Position of pedicle screw in free hand spine surgery at Mulago Hospital.
Abstract
Background: Posterior spine stabilization using pedicle screws and rod instrumentation surgery is on the increase in Uganda. However, most of the pedicle screws are placed using the “freehand” technique due to unavailability of C-arm. The benefits of pedicle screws using the free hand technique have been tempered by its potential risks, such as, spinal canal violation, pedicle fracture, nerve root compression, and vascular injury.
The aim of this study was to describe the position of pedicle screw in free hand technique at Mulago national referral hospital.
Methods: This was a prospective case series study conducted at the spine unit of Mulago national referral hospital during the period of 27th August 2013 to 26th March 2014. The study consecutively enrolled nineteen participants who underwent spine surgery with 101 pedicle screw fixed using the free hand technique. Pedicle screw violations were quantified in millimeters using CT-scan and graded as follows:
Grade 0 – Screws that are fully contained in the pedicle Grade I - ≤ 2 mm, Grade II – 2.1 – 4.0mm, Grade III – 4.1 – 6.0mm and Grade IV -6.1 – 8.0mm(36). Data was collected using a structured questionnaire and analysed using IBM SPSS Statistics version 21
Uni-variate analysis was done.
Results : The violation rate was 0.99 %(1) for grade II at T8, the rest were 99.01% for Grade 0, of which 23.8% were central and 75.2% were abutting the cortex.

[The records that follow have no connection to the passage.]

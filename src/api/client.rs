//! # API Client
//!
//! JSON HTTP client with optional short-lived caching of GET responses.

use std::collections::BTreeMap;
use std::sync::Arc;
use std::time::Duration;

use serde::de::DeserializeOwned;
use serde::Serialize;
use serde_json::Value;

use super::cache::{ResponseCache, DEFAULT_CACHE_DURATION};
use super::error::{ApiError, ApiResult};
use super::transport::{Method, ReqwestTransport, Transport, TransportRequest, TransportResponse};
use crate::config::ClientConfig;
use crate::platform::{Clock, SystemClock};

/// Options for [`ApiClient::get`]
#[derive(Debug, Clone, Default)]
pub struct GetOptions {
    /// Serve from and store into the response cache
    pub cache: bool,
    /// Freshness window for cached responses (5 seconds when unset)
    pub cache_duration: Option<Duration>,
    /// Per-request headers, overriding the client defaults
    pub headers: BTreeMap<String, String>,
}

impl GetOptions {
    /// Options for a cached GET using the default freshness window
    pub fn cached() -> Self {
        Self {
            cache: true,
            ..Self::default()
        }
    }

    /// Sets the freshness window
    pub fn with_cache_duration(mut self, duration: Duration) -> Self {
        self.cache_duration = Some(duration);
        self
    }

    /// Adds a per-request header
    pub fn with_header(mut self, name: impl Into<String>, value: impl Into<String>) -> Self {
        self.headers.insert(name.into(), value.into());
        self
    }
}

/// Options for requests that are never cached
#[derive(Debug, Clone, Default)]
pub struct RequestOptions {
    /// Per-request headers, overriding the client defaults
    pub headers: BTreeMap<String, String>,
}

impl RequestOptions {
    /// Adds a per-request header
    pub fn with_header(mut self, name: impl Into<String>, value: impl Into<String>) -> Self {
        self.headers.insert(name.into(), value.into());
        self
    }
}

/// A parsed success response
#[derive(Debug, Clone)]
pub struct ApiResponse<T> {
    pub data: T,
    pub status: u16,
    pub headers: BTreeMap<String, String>,
}

/// Pluggable check applied to every parsed success body
///
/// Runs only when [`ClientConfig::validate_responses`] is set.
pub trait ResponseValidator: Send + Sync {
    /// Returns an error message if the body is not acceptable
    fn validate(&self, body: &Value) -> Result<(), String>;
}

impl<F> ResponseValidator for F
where
    F: Fn(&Value) -> Result<(), String> + Send + Sync,
{
    fn validate(&self, body: &Value) -> Result<(), String> {
        self(body)
    }
}

/// HTTP client for a JSON API rooted at a base URL.
///
/// Each client owns its response cache; clones are not provided so that two
/// call sites never share a cache by accident. Wrap in an `Arc` to share.
///
/// # Examples
///
/// ```rust,ignore
/// use frontkit::api::{ApiClient, GetOptions};
/// use frontkit::config::ClientConfig;
///
/// let client = ApiClient::new(ClientConfig::new("https://api.example.com"));
/// let user: serde_json::Value = client.get("/users/1", GetOptions::cached()).await?;
/// ```
pub struct ApiClient {
    config: ClientConfig,
    transport: Arc<dyn Transport>,
    clock: Arc<dyn Clock>,
    cache: ResponseCache,
    validator: Option<Arc<dyn ResponseValidator>>,
}

impl ApiClient {
    /// Creates a client using the reqwest transport and the system clock
    pub fn new(config: ClientConfig) -> Self {
        Self::with_transport(config, Arc::new(ReqwestTransport::new()))
    }

    /// Creates a client with a custom transport
    pub fn with_transport(config: ClientConfig, transport: Arc<dyn Transport>) -> Self {
        Self {
            config,
            transport,
            clock: Arc::new(SystemClock),
            cache: ResponseCache::new(),
            validator: None,
        }
    }

    /// Replaces the clock used for cache timestamps
    pub fn with_clock(mut self, clock: Arc<dyn Clock>) -> Self {
        self.clock = clock;
        self
    }

    /// Installs a response validator
    pub fn with_validator(mut self, validator: Arc<dyn ResponseValidator>) -> Self {
        self.validator = Some(validator);
        self
    }

    /// Returns the client configuration
    pub fn config(&self) -> &ClientConfig {
        &self.config
    }

    /// Returns the response cache
    pub fn cache(&self) -> &ResponseCache {
        &self.cache
    }

    /// Fetches `path` with GET and parses the JSON body
    ///
    /// With `options.cache` set, a response stored less than
    /// `options.cache_duration` ago is returned without a network call, and a
    /// fresh response is stored for later calls.
    ///
    /// # Arguments
    /// * `path` - Path appended to the configured base URL
    /// * `options` - Caching switch, freshness window and per-call headers.
    ///   A missing or zero `cache_duration` uses [`DEFAULT_CACHE_DURATION`].
    ///
    /// # Returns
    /// * `Ok(T)` with the (possibly cached) response body
    ///
    /// # Errors
    ///
    /// * [`ApiError::Status`] - Non-success status
    /// * [`ApiError::Parse`] - Success body is not JSON of type `T`
    /// * [`ApiError::Request`] / [`ApiError::Transport`] - Request failed
    pub async fn get<T: DeserializeOwned>(&self, path: &str, options: GetOptions) -> ApiResult<T> {
        let url = self.url(path);
        let cache_key = ResponseCache::key(&url);

        if options.cache {
            // A zero window means "unset", not "never fresh"
            let max_age = options
                .cache_duration
                .filter(|d| !d.is_zero())
                .unwrap_or(DEFAULT_CACHE_DURATION);
            if let Some(cached) = self.cache.read(&cache_key, self.clock.now_ms(), max_age) {
                if !cached.is_expired {
                    tracing::debug!(key = %cache_key, "Serving cached response");
                    return Ok(serde_json::from_value(cached.data)?);
                }
            }
        }

        let request = TransportRequest {
            method: Method::Get,
            url,
            headers: self.merged_headers(None, &options.headers),
            body: None,
        };
        let response = self.send(request).await?;

        if options.cache {
            self.cache
                .write(&cache_key, response.data.clone(), self.clock.now_ms());
        }

        Ok(serde_json::from_value(response.data)?)
    }

    /// Sends `body` as JSON with POST and parses the JSON response
    ///
    /// Never reads or writes the response cache.
    ///
    /// # Arguments
    /// * `path` - Path appended to the configured base URL
    /// * `body` - Value serialized as the JSON request body
    /// * `options` - Per-call headers
    ///
    /// # Returns
    /// * `Ok(T)` with the parsed response body
    /// * `Err(ApiError)` as for [`get`](Self::get), plus
    ///   [`ApiError::Serialize`] when `body` cannot be serialized
    pub async fn post<B, T>(&self, path: &str, body: &B, options: RequestOptions) -> ApiResult<T>
    where
        B: Serialize + ?Sized,
        T: DeserializeOwned,
    {
        self.send_json(Method::Post, path, Some(body), options).await
    }

    /// Sends `body` as JSON with PUT and parses the JSON response
    pub async fn put<B, T>(&self, path: &str, body: &B, options: RequestOptions) -> ApiResult<T>
    where
        B: Serialize + ?Sized,
        T: DeserializeOwned,
    {
        self.send_json(Method::Put, path, Some(body), options).await
    }

    /// Sends a DELETE and parses the JSON response
    pub async fn delete<T: DeserializeOwned>(
        &self,
        path: &str,
        options: RequestOptions,
    ) -> ApiResult<T> {
        self.send_json::<(), T>(Method::Delete, path, None, options)
            .await
    }

    async fn send_json<B, T>(
        &self,
        method: Method,
        path: &str,
        body: Option<&B>,
        options: RequestOptions,
    ) -> ApiResult<T>
    where
        B: Serialize + ?Sized,
        T: DeserializeOwned,
    {
        let body = body
            .map(serde_json::to_string)
            .transpose()
            .map_err(|e| ApiError::Serialize(e.to_string()))?;
        let content_type = body.as_ref().map(|_| "application/json");

        let request = TransportRequest {
            method,
            url: self.url(path),
            headers: self.merged_headers(content_type, &options.headers),
            body,
        };
        let response = self.send(request).await?;

        Ok(serde_json::from_value(response.data)?)
    }

    async fn send(&self, request: TransportRequest) -> ApiResult<ApiResponse<Value>> {
        tracing::debug!(method = %request.method, url = %request.url, "Sending request");
        let response = self.transport.send(request).await?;
        self.handle_response(response)
    }

    /// Turns a raw response into parsed JSON or a structured error
    fn handle_response(&self, response: TransportResponse) -> ApiResult<ApiResponse<Value>> {
        if !response.ok() {
            let data = response.json::<Value>().ok();
            return Err(ApiError::Status {
                status: response.status,
                status_text: response.status_text,
                data,
            });
        }

        let data: Value = response.json()?;

        if self.config.validate_responses {
            if let Some(ref validator) = self.validator {
                validator.validate(&data).map_err(ApiError::Validation)?;
            }
        }

        Ok(ApiResponse {
            data,
            status: response.status,
            headers: response.headers,
        })
    }

    fn url(&self, path: &str) -> String {
        format!("{}{}", self.config.base_url, path)
    }

    /// Content type first, then client defaults, then per-request headers
    fn merged_headers(
        &self,
        content_type: Option<&str>,
        overrides: &BTreeMap<String, String>,
    ) -> BTreeMap<String, String> {
        let mut headers = BTreeMap::new();
        if let Some(content_type) = content_type {
            headers.insert("Content-Type".to_string(), content_type.to_string());
        }
        headers.extend(self.config.headers.clone());
        headers.extend(overrides.clone());
        headers
    }
}
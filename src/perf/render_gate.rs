//! Selective re-render gating
//!
//! A [`RenderGate`] decides whether a component must re-render by comparing a
//! chosen subset of its props. Props are any `Serialize` type; a prop is a
//! top-level field of the serialized value.

use serde::Serialize;
use serde_json::Value;

/// Options for [`memoize_component`]
#[derive(Debug, Clone, Default)]
pub struct MemoizeOptions {
    /// Props whose change triggers a re-render; `None` re-renders every time
    pub props_to_watch: Option<Vec<String>>,
}

/// Compares watched props between renders
#[derive(Debug, Clone, Default, PartialEq, Eq)]
pub struct RenderGate {
    watched: Option<Vec<String>>,
}

impl RenderGate {
    /// A gate without a watch list; it never skips a render
    pub fn new() -> Self {
        Self::default()
    }

    /// A gate that skips renders while all of `props` are unchanged
    pub fn watching<I, S>(props: I) -> Self
    where
        I: IntoIterator<Item = S>,
        S: Into<String>,
    {
        Self {
            watched: Some(props.into_iter().map(Into::into).collect()),
        }
    }

    /// Watched prop names, if any
    pub fn watched(&self) -> Option<&[String]> {
        self.watched.as_deref()
    }

    /// Whether `prev` and `next` are equal for rendering purposes
    ///
    /// Returns `true` (skip the render) only when a watch list exists and every
    /// watched prop is equal. A prop missing from both sides counts as equal.
    /// Props that fail to serialize are treated as changed.
    pub fn props_equal<P: Serialize + ?Sized>(&self, prev: &P, next: &P) -> bool {
        let Some(watched) = &self.watched else {
            return false;
        };

        let (prev, next) = match (serde_json::to_value(prev), serde_json::to_value(next)) {
            (Ok(prev), Ok(next)) => (prev, next),
            (Err(e), _) | (_, Err(e)) => {
                tracing::warn!(error = %e, "Failed to serialize props, rendering");
                return false;
            }
        };

        watched
            .iter()
            .all(|name| prop(&prev, name) == prop(&next, name))
    }

    /// Whether a render is needed when props go from `prev` to `next`
    pub fn should_render<P: Serialize + ?Sized>(&self, prev: &P, next: &P) -> bool {
        !self.props_equal(prev, next)
    }
}

fn prop<'a>(props: &'a Value, name: &str) -> &'a Value {
    props.get(name).unwrap_or(&Value::Null)
}

/// Something that renders props into output
pub trait Component {
    type Props: Serialize + Clone;
    type Output: Clone;

    fn render(&mut self, props: &Self::Props) -> Self::Output;
}

/// A component whose renders are gated by a [`RenderGate`]
pub struct Memoized<C: Component> {
    component: C,
    gate: RenderGate,
    last: Option<(C::Props, C::Output)>,
}

impl<C: Component> Memoized<C> {
    /// Wraps `component` behind `gate`
    pub fn new(component: C, gate: RenderGate) -> Self {
        Self {
            component,
            gate,
            last: None,
        }
    }

    /// Renders `props`, reusing the previous output when the gate allows
    pub fn render(&mut self, props: C::Props) -> C::Output {
        if let Some((prev_props, prev_output)) = &self.last {
            if self.gate.props_equal(prev_props, &props) {
                return prev_output.clone();
            }
        }

        let output = self.component.render(&props);
        self.last = Some((props, output.clone()));
        output
    }

    /// The wrapped component
    pub fn inner(&self) -> &C {
        &self.component
    }
}

/// Wraps `component` so it only re-renders when watched props change
pub fn memoize_component<C: Component>(component: C, options: MemoizeOptions) -> Memoized<C> {
    let gate = match options.props_to_watch {
        Some(props) => RenderGate::watching(props),
        None => RenderGate::new(),
    };
    Memoized::new(component, gate)
}

#[cfg(test)]
mod tests {
    use super::*;

    #[derive(Debug, Clone, Serialize)]
    struct CardProps {
        title: String,
        count: u32,
        #[serde(skip_serializing_if = "Option::is_none")]
        subtitle: Option<String>,
    }

    fn props(title: &str, count: u32) -> CardProps {
        CardProps {
            title: title.to_string(),
            count,
            subtitle: None,
        }
    }

    /// Counts how often it actually renders
    #[derive(Default)]
    struct Card {
        renders: usize,
    }

    impl Component for Card {
        type Props = CardProps;
        type Output = String;

        fn render(&mut self, props: &CardProps) -> String {
            self.renders += 1;
            format!("{} ({})", props.title, props.count)
        }
    }

    #[test]
    fn test_no_watch_list_always_renders() {
        let gate = RenderGate::new();
        let p = props("a", 1);
        assert!(!gate.props_equal(&p, &p));
        assert!(gate.should_render(&p, &p));
    }

    #[test]
    fn test_watched_props_unchanged_skips() {
        let gate = RenderGate::watching(["title"]);
        assert!(gate.props_equal(&props("a", 1), &props("a", 2)));
    }

    #[test]
    fn test_watched_prop_changed_renders() {
        let gate = RenderGate::watching(["title", "count"]);
        assert!(gate.should_render(&props("a", 1), &props("a", 2)));
    }

    #[test]
    fn test_missing_prop_on_both_sides_is_equal() {
        let gate = RenderGate::watching(["subtitle"]);
        assert!(gate.props_equal(&props("a", 1), &props("b", 2)));

        let mut with_subtitle = props("a", 1);
        with_subtitle.subtitle = Some("s".to_string());
        assert!(gate.should_render(&props("a", 1), &with_subtitle));
    }

    #[test]
    fn test_empty_watch_list_always_skips() {
        let gate = RenderGate::watching(Vec::<String>::new());
        assert!(gate.props_equal(&props("a", 1), &props("b", 2)));
    }

    #[test]
    fn test_memoized_reuses_output() {
        let options = MemoizeOptions {
            props_to_watch: Some(vec!["title".to_string()]),
        };
        let mut card = memoize_component(Card::default(), options);

        assert_eq!(card.render(props("a", 1)), "a (1)");
        assert_eq!(card.render(props("a", 2)), "a (1)", "Count is not watched");
        assert_eq!(card.render(props("b", 3)), "b (3)");
        assert_eq!(card.inner().renders, 2);
    }

    #[test]
    fn test_memoized_without_watch_list_renders_every_time() {
        let mut card = memoize_component(Card::default(), MemoizeOptions::default());

        card.render(props("a", 1));
        card.render(props("a", 1));

        assert_eq!(card.inner().renders, 2);
    }
}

Conclusion. The free hand technique is generally safe in the spine unit of Mulago national referral hospital, provided it is used by a spine surgeon. The violation rates were 99.01 %( 100) grade 0 and 0.99 %(1) was grade II.
Recommendation: To enhance safety of pedicle screw fixation, where C-arm is not available, the spine surgeon has to observe anatomy of the pedicles, gender and age of the patient.